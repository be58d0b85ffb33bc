//! Axiom vocabulary.
//!
//! The subset of OWL 2 the taxonomy encoding needs: named classes, existential
//! and universal restrictions, unions and intersections, plus declaration,
//! subclass, equivalence and label axioms. Entities are referred to by
//! absolute IRI.

use serde::{Deserialize, Serialize};

/// A class expression.
#[derive(Debug, Clone, PartialEq, Eq, Hash, Serialize, Deserialize)]
#[serde(tag = "type", rename_all = "camelCase")]
pub enum ClassExpression {
    /// A named class.
    Named {
        /// IRI of the class.
        iri: String,
    },
    /// `∃property.filler`
    SomeValuesFrom {
        /// IRI of the object property.
        property: String,
        /// Restriction filler.
        filler: Box<ClassExpression>,
    },
    /// `∀property.filler`
    AllValuesFrom {
        /// IRI of the object property.
        property: String,
        /// Restriction filler.
        filler: Box<ClassExpression>,
    },
    /// `A ⊔ B ⊔ …`
    UnionOf {
        /// Union members.
        operands: Vec<ClassExpression>,
    },
    /// `A ⊓ B ⊓ …`
    IntersectionOf {
        /// Intersection members.
        operands: Vec<ClassExpression>,
    },
}

impl ClassExpression {
    /// Returns the IRI if this is a named class.
    #[must_use]
    pub fn as_named(&self) -> Option<&str> {
        match self {
            ClassExpression::Named { iri } => Some(iri),
            _ => None,
        }
    }

    /// Returns true if this expression mentions the class `iri` anywhere.
    #[must_use]
    pub fn mentions(&self, iri: &str) -> bool {
        match self {
            ClassExpression::Named { iri: own } => own == iri,
            ClassExpression::SomeValuesFrom { filler, .. }
            | ClassExpression::AllValuesFrom { filler, .. } => filler.mentions(iri),
            ClassExpression::UnionOf { operands } | ClassExpression::IntersectionOf { operands } => {
                operands.iter().any(|o| o.mentions(iri))
            }
        }
    }
}

impl std::fmt::Display for ClassExpression {
    fn fmt(&self, f: &mut std::fmt::Formatter<'_>) -> std::fmt::Result {
        fn join(
            f: &mut std::fmt::Formatter<'_>,
            operands: &[ClassExpression],
            sep: &str,
        ) -> std::fmt::Result {
            write!(f, "(")?;
            for (i, o) in operands.iter().enumerate() {
                if i > 0 {
                    write!(f, " {sep} ")?;
                }
                write!(f, "{o}")?;
            }
            write!(f, ")")
        }
        match self {
            ClassExpression::Named { iri } => write!(f, "<{iri}>"),
            ClassExpression::SomeValuesFrom { property, filler } => {
                write!(f, "some <{property}> {filler}")
            }
            ClassExpression::AllValuesFrom { property, filler } => {
                write!(f, "only <{property}> {filler}")
            }
            ClassExpression::UnionOf { operands } => join(f, operands, "or"),
            ClassExpression::IntersectionOf { operands } => join(f, operands, "and"),
        }
    }
}

/// A named class expression.
#[must_use]
pub fn named(iri: impl Into<String>) -> ClassExpression {
    ClassExpression::Named { iri: iri.into() }
}

/// `∃property.filler`
#[must_use]
pub fn some(property: impl Into<String>, filler: ClassExpression) -> ClassExpression {
    ClassExpression::SomeValuesFrom {
        property: property.into(),
        filler: Box::new(filler),
    }
}

/// `∀property.filler`
#[must_use]
pub fn all(property: impl Into<String>, filler: ClassExpression) -> ClassExpression {
    ClassExpression::AllValuesFrom {
        property: property.into(),
        filler: Box::new(filler),
    }
}

/// The union of `operands`. A single operand is returned as is.
#[must_use]
pub fn union_of(operands: impl IntoIterator<Item = ClassExpression>) -> ClassExpression {
    let mut operands: Vec<_> = operands.into_iter().collect();
    if operands.len() == 1 {
        if let Some(only) = operands.pop() {
            return only;
        }
    }
    ClassExpression::UnionOf { operands }
}

/// The intersection of `operands`. A single operand is returned as is.
#[must_use]
pub fn intersection_of(operands: impl IntoIterator<Item = ClassExpression>) -> ClassExpression {
    let mut operands: Vec<_> = operands.into_iter().collect();
    if operands.len() == 1 {
        if let Some(only) = operands.pop() {
            return only;
        }
    }
    ClassExpression::IntersectionOf { operands }
}

/// An axiom of the document.
#[derive(Debug, Clone, PartialEq, Eq, Hash, Serialize, Deserialize)]
#[serde(tag = "axiom", rename_all = "camelCase")]
pub enum Axiom {
    /// `Declaration(Class(iri))`
    DeclareClass {
        /// IRI of the class.
        iri: String,
    },
    /// `Declaration(ObjectProperty(iri))`
    DeclareObjectProperty {
        /// IRI of the property.
        iri: String,
    },
    /// `AnnotationAssertion(rdfs:label subject "value")`
    Label {
        /// IRI of the labelled entity.
        subject: String,
        /// The label text.
        value: String,
    },
    /// `SubClassOf(sub sup)`
    SubClassOf {
        /// The subclass expression.
        sub: ClassExpression,
        /// The superclass expression.
        sup: ClassExpression,
    },
    /// `EquivalentClasses(operands…)`
    EquivalentClasses {
        /// The equivalent expressions.
        operands: Vec<ClassExpression>,
    },
}

impl Axiom {
    /// Returns true if the axiom mentions the entity `iri` in any position.
    #[must_use]
    pub fn mentions(&self, iri: &str) -> bool {
        match self {
            Axiom::DeclareClass { iri: own } | Axiom::DeclareObjectProperty { iri: own } => {
                own == iri
            }
            Axiom::Label { subject, .. } => subject == iri,
            Axiom::SubClassOf { sub, sup } => sub.mentions(iri) || sup.mentions(iri),
            Axiom::EquivalentClasses { operands } => operands.iter().any(|o| o.mentions(iri)),
        }
    }
}

/// Well-known vocabulary IRIs used by the exports.
pub mod iris {
    /// OWL namespace.
    pub const OWL: &str = "http://www.w3.org/2002/07/owl#";
    /// RDF namespace.
    pub const RDF: &str = "http://www.w3.org/1999/02/22-rdf-syntax-ns#";
    /// RDFS namespace.
    pub const RDFS: &str = "http://www.w3.org/2000/01/rdf-schema#";
    /// XSD namespace.
    pub const XSD: &str = "http://www.w3.org/2001/XMLSchema#";

    /// `owl:Ontology`
    pub const OWL_ONTOLOGY: &str = "http://www.w3.org/2002/07/owl#Ontology";
    /// `owl:Class`
    pub const OWL_CLASS: &str = "http://www.w3.org/2002/07/owl#Class";
    /// `owl:ObjectProperty`
    pub const OWL_OBJECT_PROPERTY: &str = "http://www.w3.org/2002/07/owl#ObjectProperty";
    /// `owl:Restriction`
    pub const OWL_RESTRICTION: &str = "http://www.w3.org/2002/07/owl#Restriction";
    /// `owl:onProperty`
    pub const OWL_ON_PROPERTY: &str = "http://www.w3.org/2002/07/owl#onProperty";
    /// `owl:someValuesFrom`
    pub const OWL_SOME_VALUES_FROM: &str = "http://www.w3.org/2002/07/owl#someValuesFrom";
    /// `owl:allValuesFrom`
    pub const OWL_ALL_VALUES_FROM: &str = "http://www.w3.org/2002/07/owl#allValuesFrom";
    /// `owl:unionOf`
    pub const OWL_UNION_OF: &str = "http://www.w3.org/2002/07/owl#unionOf";
    /// `owl:intersectionOf`
    pub const OWL_INTERSECTION_OF: &str = "http://www.w3.org/2002/07/owl#intersectionOf";
    /// `owl:equivalentClass`
    pub const OWL_EQUIVALENT_CLASS: &str = "http://www.w3.org/2002/07/owl#equivalentClass";
    /// `owl:Thing`
    pub const OWL_THING: &str = "http://www.w3.org/2002/07/owl#Thing";
    /// `rdf:type`
    pub const RDF_TYPE: &str = "http://www.w3.org/1999/02/22-rdf-syntax-ns#type";
    /// `rdf:first`
    pub const RDF_FIRST: &str = "http://www.w3.org/1999/02/22-rdf-syntax-ns#first";
    /// `rdf:rest`
    pub const RDF_REST: &str = "http://www.w3.org/1999/02/22-rdf-syntax-ns#rest";
    /// `rdf:nil`
    pub const RDF_NIL: &str = "http://www.w3.org/1999/02/22-rdf-syntax-ns#nil";
    /// `rdfs:label`
    pub const RDFS_LABEL: &str = "http://www.w3.org/2000/01/rdf-schema#label";
    /// `rdfs:subClassOf`
    pub const RDFS_SUBCLASS_OF: &str = "http://www.w3.org/2000/01/rdf-schema#subClassOf";
    /// `xsd:string`
    pub const XSD_STRING: &str = "http://www.w3.org/2001/XMLSchema#string";
}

**WHAT THE TASK ASKS:**
Go through the records above and copy every line holding the word "XMLSchema".

**RESPONSE BOX:**
    pub const XSD: &str = "http://www.w3.org/2001/XMLSchema#";
    pub const XSD_STRING: &str = "http://www.w3.org/2001/XMLSchema#string";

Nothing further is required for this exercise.